Task item:
Given the listing below, reproduce all of it exactly.

Extracted records:
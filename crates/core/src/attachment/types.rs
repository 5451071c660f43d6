//! Attachment types and data structures.

use chrono::{DateTime, Utc};
use serde::{Deserialize, Serialize};
use serde_json::Value;

use super::error::AttachmentError;

/// IDs taken by the body-driven routes `/attachment/credential-photo` and
/// `/attachment/compare-faces`; an attachment stored under one of them could
/// never be reached through `/attachment/{id}`.
pub const RESERVED_IDS: [&str; 2] = ["credential-photo", "compare-faces"];

/// Check that an explicit ID can be stored.
///
/// # Errors
///
/// Returns [`AttachmentError::ReservedId`] for any of [`RESERVED_IDS`].
pub fn ensure_assignable_id(id: &str) -> Result<(), AttachmentError> {
    if RESERVED_IDS.contains(&id) {
        Err(AttachmentError::ReservedId(id.to_string()))
    } else {
        Ok(())
    }
}

/// Attachment domain model.
///
/// Serialized as-is when an attachment is sent to the inference gateway.
#[derive(Debug, Clone, PartialEq, Serialize, Deserialize)]
pub struct Attachment {
    /// Opaque identifier.
    pub id: String,
    /// Original filename.
    pub filename: String,
    /// MIME type.
    pub mime_type: String,
    /// File size in bytes.
    pub file_size: i64,
    /// Storage key/path.
    pub storage_key: String,
    /// Publicly reachable URL, when the file is not behind presigning.
    pub public_url: Option<String>,
    /// Free-form metadata recorded at ingestion.
    pub metadata: Option<Value>,
    /// Creation timestamp.
    pub created_at: DateTime<Utc>,
}

/// Input for creating an attachment record.
#[derive(Debug, Clone)]
pub struct CreateAttachmentInput {
    /// Identifier; generated when `None`.
    pub id: Option<String>,
    /// Original filename.
    pub filename: String,
    /// MIME type.
    pub mime_type: String,
    /// File size in bytes.
    pub file_size: i64,
    /// Storage key/path.
    pub storage_key: String,
    /// Public URL (optional).
    pub public_url: Option<String>,
    /// Metadata (optional).
    pub metadata: Option<Value>,
}
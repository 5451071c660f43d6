//! Inference request types.

use serde_json::{Value, json};

/// Where the credential photo is extracted from.
#[derive(Debug, Clone, PartialEq)]
pub enum CredentialPhotoSource {
    /// A stored attachment, by ID.
    ByReference(String),
    /// An attachment payload supplied inline by the client.
    Inline(Value),
}

impl CredentialPhotoSource {
    /// JSON body sent to the gateway.
    #[must_use]
    pub fn to_request_body(&self) -> Value {
        match self {
            Self::ByReference(id) => json!({ "id": id }),
            Self::Inline(payload) => json!({ "attachment": payload }),
        }
    }
}
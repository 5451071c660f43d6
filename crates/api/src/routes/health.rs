//! Liveness endpoint.

use axum::{Json, Router, routing::get};
use serde::Serialize;

use crate::AppState;

/// Liveness payload.
#[derive(Serialize)]
pub struct HealthResponse {
    /// Always `healthy` while the process serves requests.
    pub status: &'static str,
    /// Crate name.
    pub service: &'static str,
    /// Crate version.
    pub version: &'static str,
}

async fn health_check() -> Json<HealthResponse> {
    Json(HealthResponse {
        status: "healthy",
        service: env!("CARGO_PKG_NAME"),
        version: env!("CARGO_PKG_VERSION"),
    })
}

/// Creates health check routes.
pub fn routes() -> Router<AppState> {
    Router::new().route("/health", get(health_check))
}
//! Voting service contract.

use async_trait::async_trait;
use serde_json::Value;

use super::error::VotingError;

/// Reply shaped by the voting service; relayed verbatim to the client.
#[derive(Debug, Clone, PartialEq)]
pub struct VotingReply {
    /// HTTP status.
    pub status: u16,
    /// JSON body.
    pub body: Value,
}

/// Operations offered by the web3 voting gateway.
#[async_trait]
pub trait VotingService: Send + Sync {
    /// Record a vote on chain.
    async fn cast_vote(&self, request: Value) -> Result<VotingReply, VotingError>;

    /// Register a candidate.
    async fn add_candidate(&self, request: Value) -> Result<VotingReply, VotingError>;

    /// Fetch a candidate by ID.
    async fn get_candidate(&self, id: &str) -> Result<VotingReply, VotingError>;

    /// Mint a token proving a vote was cast.
    async fn mint_vote_proof(&self, request: Value) -> Result<VotingReply, VotingError>;
}
//! Thin JSON-over-HTTP client shared by the inference and web3 gateways.

use std::time::Duration;

use civica_shared::ServiceEndpointConfig;
use reqwest::{Client, Method, StatusCode};
use serde_json::Value;
use tracing::debug;

/// Raw gateway reply: status plus the decoded JSON body (`Null` when empty).
#[derive(Debug, Clone)]
pub(crate) struct GatewayReply {
    pub status: StatusCode,
    pub body: Value,
}

/// Failure before a gateway reply could be decoded.
#[derive(Debug)]
pub(crate) enum GatewayFailure {
    Transport(String),
    Decode(String),
}

/// Client bound to one gateway base URL.
#[derive(Debug, Clone)]
pub(crate) struct GatewayClient {
    http: Client,
    base_url: String,
    api_key: Option<String>,
}

impl GatewayClient {
    pub(crate) fn new(config: &ServiceEndpointConfig) -> Result<Self, reqwest::Error> {
        let http = Client::builder()
            .timeout(Duration::from_secs(config.timeout_secs))
            .build()?;

        Ok(Self {
            http,
            base_url: config.base_url.trim_end_matches('/').to_string(),
            api_key: config.api_key.clone().filter(|k| !k.is_empty()),
        })
    }

    pub(crate) fn url(&self, path: &str) -> String {
        format!("{}/{}", self.base_url, path.trim_start_matches('/'))
    }

    pub(crate) async fn send(
        &self,
        method: Method,
        path: &str,
        body: Option<&Value>,
    ) -> Result<GatewayReply, GatewayFailure> {
        let url = self.url(path);
        debug!(%method, %url, "Calling gateway");

        let mut request = self.http.request(method, &url);
        if let Some(key) = &self.api_key {
            request = request.bearer_auth(key);
        }
        if let Some(body) = body {
            request = request.json(body);
        }

        let response = request
            .send()
            .await
            .map_err(|e| GatewayFailure::Transport(e.to_string()))?;

        let status = response.status();
        let text = response
            .text()
            .await
            .map_err(|e| GatewayFailure::Transport(e.to_string()))?;

        let body = if text.trim().is_empty() {
            Value::Null
        } else if status.is_success() {
            serde_json::from_str(&text).map_err(|e| GatewayFailure::Decode(e.to_string()))?
        } else {
            // Error bodies are not always JSON; keep the text so it can be reported.
            serde_json::from_str(&text).unwrap_or(Value::String(text))
        };

        Ok(GatewayReply { status, body })
    }
}

/// Best-effort human-readable message from an error reply.
pub(crate) fn error_message(reply: &GatewayReply) -> String {
    let from_body = match &reply.body {
        Value::String(s) if !s.trim().is_empty() => Some(s.clone()),
        Value::Object(map) => ["message", "error", "detail"]
            .iter()
            .find_map(|key| map.get(*key).and_then(Value::as_str))
            .map(String::from),
        _ => None,
    };

    from_body.unwrap_or_else(|| {
        reply
            .status
            .canonical_reason()
            .unwrap_or("unknown error")
            .to_string()
    })
}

Written answer:
filename crates/core/src/attachment/types.rs
repository 5451071c660f43d6
//! Attachment types and data structures.

use chrono::{DateTime, Utc};
use serde::{Deserialize, Serialize};
use serde_json::Value;

use super::error::AttachmentError;

/// IDs taken by the body-driven routes `/attachment/credential-photo` and
/// `/attachment/compare-faces`; an attachment stored under one of them could
/// never be reached through `/attachment/{id}`.
pub const RESERVED_IDS: [&str; 2] = ["credential-photo", "compare-faces"];

/// Check that an explicit ID can be stored.
///
/// # Errors
///
/// Returns [`AttachmentError::ReservedId`] for any of [`RESERVED_IDS`].
pub fn ensure_assignable_id(id: &str) -> Result<(), AttachmentError> {
    if RESERVED_IDS.contains(&id) {
        Err(AttachmentError::ReservedId(id.to_string()))
    } else {
        Ok(())
    }
}

/// Attachment domain model.
///
/// Serialized as-is when an attachment is sent to the inference gateway.
#[derive(Debug, Clone, PartialEq, Serialize, Deserialize)]
pub struct Attachment {
    /// Opaque identifier.
    pub id: String,
    /// Original filename.
    pub filename: String,
    /// MIME type.
    pub mime_type: String,
    /// File size in bytes.
    pub file_size: i64,
    /// Storage key/path.
    pub storage_key: String,
    /// Publicly reachable URL, when the file is not behind presigning.
    pub public_url: Option<String>,
    /// Free-form metadata recorded at ingestion.
    pub metadata: Option<Value>,
    /// Creation timestamp.
    pub created_at: DateTime<Utc>,
}

/// Input for creating an attachment record.
#[derive(Debug, Clone)]
pub struct CreateAttachmentInput {
    /// Identifier; generated when `None`.
    pub id: Option<String>,
    /// Original filename.
    pub filename: String,
    /// MIME type.
    pub mime_type: String,
    /// File size in bytes.
    pub file_size: i64,
    /// Storage key/path.
    pub storage_key: String,
    /// Public URL (optional).
    pub public_url: Option<String>,
    /// Metadata (optional).
    pub metadata: Option<Value>,
}
repository 5451071c660f43d6
//! Inference request types.

use serde_json::{Value, json};

/// Where the credential photo is extracted from.
#[derive(Debug, Clone, PartialEq)]
pub enum CredentialPhotoSource {
    /// A stored attachment, by ID.
    ByReference(String),
    /// An attachment payload supplied inline by the client.
    Inline(Value),
}

impl CredentialPhotoSource {
    /// JSON body sent to the gateway.
    #[must_use]
    pub fn to_request_body(&self) -> Value {
        match self {
            Self::ByReference(id) => json!({ "id": id }),
            Self::Inline(payload) => json!({ "attachment": payload }),
        }
    }
}
repository 5451071c660f43d6
filename crates/api/src/routes/health.rs
//! Liveness endpoint.

use axum::{Json, Router, routing::get};
use serde::Serialize;

use crate::AppState;

/// Liveness payload.
#[derive(Serialize)]
pub struct HealthResponse {
    /// Always `healthy` while the process serves requests.
    pub status: &'static str,
    /// Crate name.
    pub service: &'static str,
    /// Crate version.
    pub version: &'static str,
}

async fn health_check() -> Json<HealthResponse> {
    Json(HealthResponse {
        status: "healthy",
        service: env!("CARGO_PKG_NAME"),
        version: env!("CARGO_PKG_VERSION"),
    })
}

/// Creates health check routes.
pub fn routes() -> Router<AppState> {
    Router::new().route("/health", get(health_check))
}
//! Voting service contract.

use async_trait::async_trait;
use serde_json::Value;

use super::error::VotingError;

/// Reply shaped by the voting service; relayed verbatim to the client.
#[derive(Debug, Clone, PartialEq)]
pub struct VotingReply {
    /// HTTP status.
    pub status: u16,
    /// JSON body.
    pub body: Value,
}

/// Operations offered by the web3 voting gateway.
#[async_trait]
pub trait VotingService: Send + Sync {
    /// Record a vote on chain.
    async fn cast_vote(&self, request: Value) -> Result<VotingReply, VotingError>;

    /// Register a candidate.
    async fn add_candidate(&self, request: Value) -> Result<VotingReply, VotingError>;

    /// Fetch a candidate by ID.
    async fn get_candidate(&self, id: &str) -> Result<VotingReply, VotingError>;

    /// Mint a token proving a vote was cast.
    async fn mint_vote_proof(&self, request: Value) -> Result<VotingReply, VotingError>;
}
//! Thin JSON-over-HTTP client shared by the inference and web3 gateways.

use std::time::Duration;

use civica_shared::ServiceEndpointConfig;
use reqwest::{Client, Method, StatusCode};
use serde_json::Value;
use tracing::debug;

/// Raw gateway reply: status plus the decoded JSON body (`Null` when empty).
#[derive(Debug, Clone)]
pub(crate) struct GatewayReply {
    pub status: StatusCode,
    pub body: Value,
}

/// Failure before a gateway reply could be decoded.
#[derive(Debug)]
pub(crate) enum GatewayFailure {
    Transport(String),
    Decode(String),
}

/// Client bound to one gateway base URL.
#[derive(Debug, Clone)]
pub(crate) struct GatewayClient {
    http: Client,
    base_url: String,
    api_key: Option<String>,
}

impl GatewayClient {
    pub(crate) fn new(config: &ServiceEndpointConfig) -> Result<Self, reqwest::Error> {
        let http = Client::builder()
            .timeout(Duration::from_secs(config.timeout_secs))
            .build()?;

        Ok(Self {
            http,
            base_url: config.base_url.trim_end_matches('/').to_string(),
            api_key: config.api_key.clone().filter(|k| !k.is_empty()),
        })
    }

    pub(crate) fn url(&self, path: &str) -> String {
        format!("{}/{}", self.base_url, path.trim_start_matches('/'))
    }

    pub(crate) async fn send(
        &self,
        method: Method,
        path: &str,
        body: Option<&Value>,
    ) -> Result<GatewayReply, GatewayFailure> {
        let url = self.url(path);
        debug!(%method, %url, "Calling gateway");

        let mut request = self.http.request(method, &url);
        if let Some(key) = &self.api_key {
            request = request.bearer_auth(key);
        }
        if let Some(body) = body {
            request = request.json(body);
        }

        let response = request
            .send()
            .await
            .map_err(|e| GatewayFailure::Transport(e.to_string()))?;

        let status = response.status();
        let text = response
            .text()
            .await
            .map_err(|e| GatewayFailure::Transport(e.to_string()))?;

        let body = if text.trim().is_empty() {
            Value::Null
        } else if status.is_success() {
            serde_json::from_str(&text).map_err(|e| GatewayFailure::Decode(e.to_string()))?
        } else {
            // Error bodies are not always JSON; keep the text so it can be reported.
            serde_json::from_str(&text).unwrap_or(Value::String(text))
        };

        Ok(GatewayReply { status, body })
    }
}

/// Best-effort human-readable message from an error reply.
pub(crate) fn error_message(reply: &GatewayReply) -> String {
    let from_body = match &reply.body {
        Value::String(s) if !s.trim().is_empty() => Some(s.clone()),
        Value::Object(map) => ["message", "error", "detail"]
            .iter()
            .find_map(|key| map.get(*key).and_then(Value::as_str))
            .map(String::from),
        _ => None,
    };

    from_body.unwrap_or_else(|| {
        reply
            .status
            .canonical_reason()
            .unwrap_or("unknown error")
            .to_string()
    })
}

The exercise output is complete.